EXERCISE:
Provide an exact copy of the lines from the beginning of the records through the line that includes "the next or", and of no others.

#####

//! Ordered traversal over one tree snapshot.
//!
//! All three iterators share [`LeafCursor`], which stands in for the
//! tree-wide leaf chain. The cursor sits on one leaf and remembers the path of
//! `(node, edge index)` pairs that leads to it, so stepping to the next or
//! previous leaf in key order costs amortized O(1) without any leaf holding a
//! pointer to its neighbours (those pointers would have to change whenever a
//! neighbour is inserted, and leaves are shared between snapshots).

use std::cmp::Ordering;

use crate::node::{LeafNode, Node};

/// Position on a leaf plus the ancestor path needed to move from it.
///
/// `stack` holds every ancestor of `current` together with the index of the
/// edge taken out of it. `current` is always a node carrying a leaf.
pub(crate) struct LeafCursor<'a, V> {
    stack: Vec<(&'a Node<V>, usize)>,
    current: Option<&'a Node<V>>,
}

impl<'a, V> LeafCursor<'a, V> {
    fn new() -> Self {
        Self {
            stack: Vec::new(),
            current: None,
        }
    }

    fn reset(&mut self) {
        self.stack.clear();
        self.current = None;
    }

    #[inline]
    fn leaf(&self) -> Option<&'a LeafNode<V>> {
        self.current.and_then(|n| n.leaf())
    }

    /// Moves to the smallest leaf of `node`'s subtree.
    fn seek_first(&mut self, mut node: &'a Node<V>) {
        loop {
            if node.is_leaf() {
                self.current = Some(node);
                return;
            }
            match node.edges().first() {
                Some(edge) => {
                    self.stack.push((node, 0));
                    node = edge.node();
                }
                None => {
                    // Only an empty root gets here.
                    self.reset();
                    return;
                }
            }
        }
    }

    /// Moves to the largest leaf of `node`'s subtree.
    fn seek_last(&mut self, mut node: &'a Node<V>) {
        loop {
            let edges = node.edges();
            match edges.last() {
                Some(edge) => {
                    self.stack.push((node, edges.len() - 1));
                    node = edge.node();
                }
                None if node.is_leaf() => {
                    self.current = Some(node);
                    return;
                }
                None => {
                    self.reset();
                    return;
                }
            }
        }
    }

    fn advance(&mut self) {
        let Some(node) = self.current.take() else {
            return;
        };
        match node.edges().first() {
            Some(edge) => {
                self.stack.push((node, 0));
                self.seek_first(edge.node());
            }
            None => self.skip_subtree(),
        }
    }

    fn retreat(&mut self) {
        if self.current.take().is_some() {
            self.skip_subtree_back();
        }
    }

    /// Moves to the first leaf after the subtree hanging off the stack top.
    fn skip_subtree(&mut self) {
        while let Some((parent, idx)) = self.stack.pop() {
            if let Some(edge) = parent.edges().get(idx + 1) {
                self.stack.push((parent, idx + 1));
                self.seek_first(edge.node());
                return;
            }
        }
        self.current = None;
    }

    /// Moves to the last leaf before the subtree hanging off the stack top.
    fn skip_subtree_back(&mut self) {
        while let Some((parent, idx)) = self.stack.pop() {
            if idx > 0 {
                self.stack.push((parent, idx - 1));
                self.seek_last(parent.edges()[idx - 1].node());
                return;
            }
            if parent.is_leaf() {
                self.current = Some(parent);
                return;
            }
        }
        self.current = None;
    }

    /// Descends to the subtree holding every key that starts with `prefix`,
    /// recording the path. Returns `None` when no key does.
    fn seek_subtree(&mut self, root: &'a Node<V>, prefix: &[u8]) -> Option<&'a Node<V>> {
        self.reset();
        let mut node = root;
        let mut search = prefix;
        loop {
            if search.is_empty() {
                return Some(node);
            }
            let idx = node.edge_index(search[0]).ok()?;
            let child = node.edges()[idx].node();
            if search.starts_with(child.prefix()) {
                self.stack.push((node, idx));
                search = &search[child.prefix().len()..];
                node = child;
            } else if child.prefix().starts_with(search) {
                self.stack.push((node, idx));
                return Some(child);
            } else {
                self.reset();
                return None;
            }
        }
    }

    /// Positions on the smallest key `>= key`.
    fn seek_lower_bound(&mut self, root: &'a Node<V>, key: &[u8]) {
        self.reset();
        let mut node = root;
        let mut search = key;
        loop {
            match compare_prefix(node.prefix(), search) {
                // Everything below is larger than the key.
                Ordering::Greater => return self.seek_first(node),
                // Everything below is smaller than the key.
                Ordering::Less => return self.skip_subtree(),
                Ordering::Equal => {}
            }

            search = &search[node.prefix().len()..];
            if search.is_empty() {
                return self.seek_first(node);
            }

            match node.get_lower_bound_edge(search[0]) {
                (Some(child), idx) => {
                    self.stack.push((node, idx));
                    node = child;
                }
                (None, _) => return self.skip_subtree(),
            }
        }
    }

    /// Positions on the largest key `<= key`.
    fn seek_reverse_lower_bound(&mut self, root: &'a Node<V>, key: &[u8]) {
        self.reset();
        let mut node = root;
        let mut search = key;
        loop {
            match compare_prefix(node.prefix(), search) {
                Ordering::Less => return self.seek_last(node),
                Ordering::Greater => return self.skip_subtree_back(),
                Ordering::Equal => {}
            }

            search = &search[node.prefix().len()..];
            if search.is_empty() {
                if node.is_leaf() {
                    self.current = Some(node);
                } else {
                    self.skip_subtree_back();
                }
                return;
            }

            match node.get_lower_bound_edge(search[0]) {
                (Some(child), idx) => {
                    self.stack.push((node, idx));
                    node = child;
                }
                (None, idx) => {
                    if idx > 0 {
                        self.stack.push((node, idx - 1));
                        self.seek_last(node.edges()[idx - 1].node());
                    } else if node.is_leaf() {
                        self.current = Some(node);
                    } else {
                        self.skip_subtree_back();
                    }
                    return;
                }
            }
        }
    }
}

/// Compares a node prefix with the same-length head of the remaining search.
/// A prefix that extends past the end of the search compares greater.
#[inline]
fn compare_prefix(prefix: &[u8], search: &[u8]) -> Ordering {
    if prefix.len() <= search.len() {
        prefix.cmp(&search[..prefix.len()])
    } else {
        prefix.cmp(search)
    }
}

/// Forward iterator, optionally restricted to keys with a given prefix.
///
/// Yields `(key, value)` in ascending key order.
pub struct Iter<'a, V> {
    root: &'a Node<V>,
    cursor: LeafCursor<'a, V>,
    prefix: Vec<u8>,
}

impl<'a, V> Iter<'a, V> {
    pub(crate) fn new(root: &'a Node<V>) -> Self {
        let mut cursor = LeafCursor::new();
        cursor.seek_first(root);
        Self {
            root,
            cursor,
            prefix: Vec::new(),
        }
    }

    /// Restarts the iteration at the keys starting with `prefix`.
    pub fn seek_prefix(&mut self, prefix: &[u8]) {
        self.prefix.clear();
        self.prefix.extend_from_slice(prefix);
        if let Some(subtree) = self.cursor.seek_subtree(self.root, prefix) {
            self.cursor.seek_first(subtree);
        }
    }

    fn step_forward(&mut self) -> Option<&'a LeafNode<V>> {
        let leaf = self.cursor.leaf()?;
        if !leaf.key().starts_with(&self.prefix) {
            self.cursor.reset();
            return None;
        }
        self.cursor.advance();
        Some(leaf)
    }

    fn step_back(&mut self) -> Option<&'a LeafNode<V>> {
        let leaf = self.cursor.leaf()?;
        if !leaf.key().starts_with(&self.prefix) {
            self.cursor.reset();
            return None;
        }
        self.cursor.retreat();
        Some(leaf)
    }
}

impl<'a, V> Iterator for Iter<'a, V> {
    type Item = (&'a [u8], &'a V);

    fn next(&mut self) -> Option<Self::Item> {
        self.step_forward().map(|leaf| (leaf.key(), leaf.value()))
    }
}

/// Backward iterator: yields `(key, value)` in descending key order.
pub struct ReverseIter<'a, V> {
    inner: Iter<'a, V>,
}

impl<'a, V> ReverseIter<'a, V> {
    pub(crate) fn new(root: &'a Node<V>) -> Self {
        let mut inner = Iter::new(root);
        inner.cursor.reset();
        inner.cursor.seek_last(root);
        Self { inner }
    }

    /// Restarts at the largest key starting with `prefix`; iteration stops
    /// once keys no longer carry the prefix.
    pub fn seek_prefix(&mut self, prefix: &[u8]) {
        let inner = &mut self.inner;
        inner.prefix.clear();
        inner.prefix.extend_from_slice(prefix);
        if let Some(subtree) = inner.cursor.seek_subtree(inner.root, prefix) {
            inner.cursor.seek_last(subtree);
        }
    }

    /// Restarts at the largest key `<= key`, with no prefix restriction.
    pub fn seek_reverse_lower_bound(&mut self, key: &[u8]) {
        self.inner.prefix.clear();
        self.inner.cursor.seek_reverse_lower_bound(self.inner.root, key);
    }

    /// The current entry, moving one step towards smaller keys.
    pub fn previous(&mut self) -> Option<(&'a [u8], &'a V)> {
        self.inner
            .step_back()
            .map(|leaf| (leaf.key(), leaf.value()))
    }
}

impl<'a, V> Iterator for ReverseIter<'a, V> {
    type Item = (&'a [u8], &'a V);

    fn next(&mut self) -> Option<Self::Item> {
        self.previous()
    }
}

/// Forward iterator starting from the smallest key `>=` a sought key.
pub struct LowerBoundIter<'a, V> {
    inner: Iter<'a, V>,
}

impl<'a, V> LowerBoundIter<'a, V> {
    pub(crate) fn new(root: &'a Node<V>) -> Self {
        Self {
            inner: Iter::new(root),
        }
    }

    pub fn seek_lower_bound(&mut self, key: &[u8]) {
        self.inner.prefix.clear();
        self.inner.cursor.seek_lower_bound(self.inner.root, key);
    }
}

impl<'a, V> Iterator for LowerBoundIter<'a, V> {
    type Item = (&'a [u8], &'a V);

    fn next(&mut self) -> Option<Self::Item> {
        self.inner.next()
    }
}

#####

RESPONSE:
//! Ordered traversal over one tree snapshot.
//!
//! All three iterators share [`LeafCursor`], which stands in for the
//! tree-wide leaf chain. The cursor sits on one leaf and remembers the path of
//! `(node, edge index)` pairs that leads to it, so stepping to the next or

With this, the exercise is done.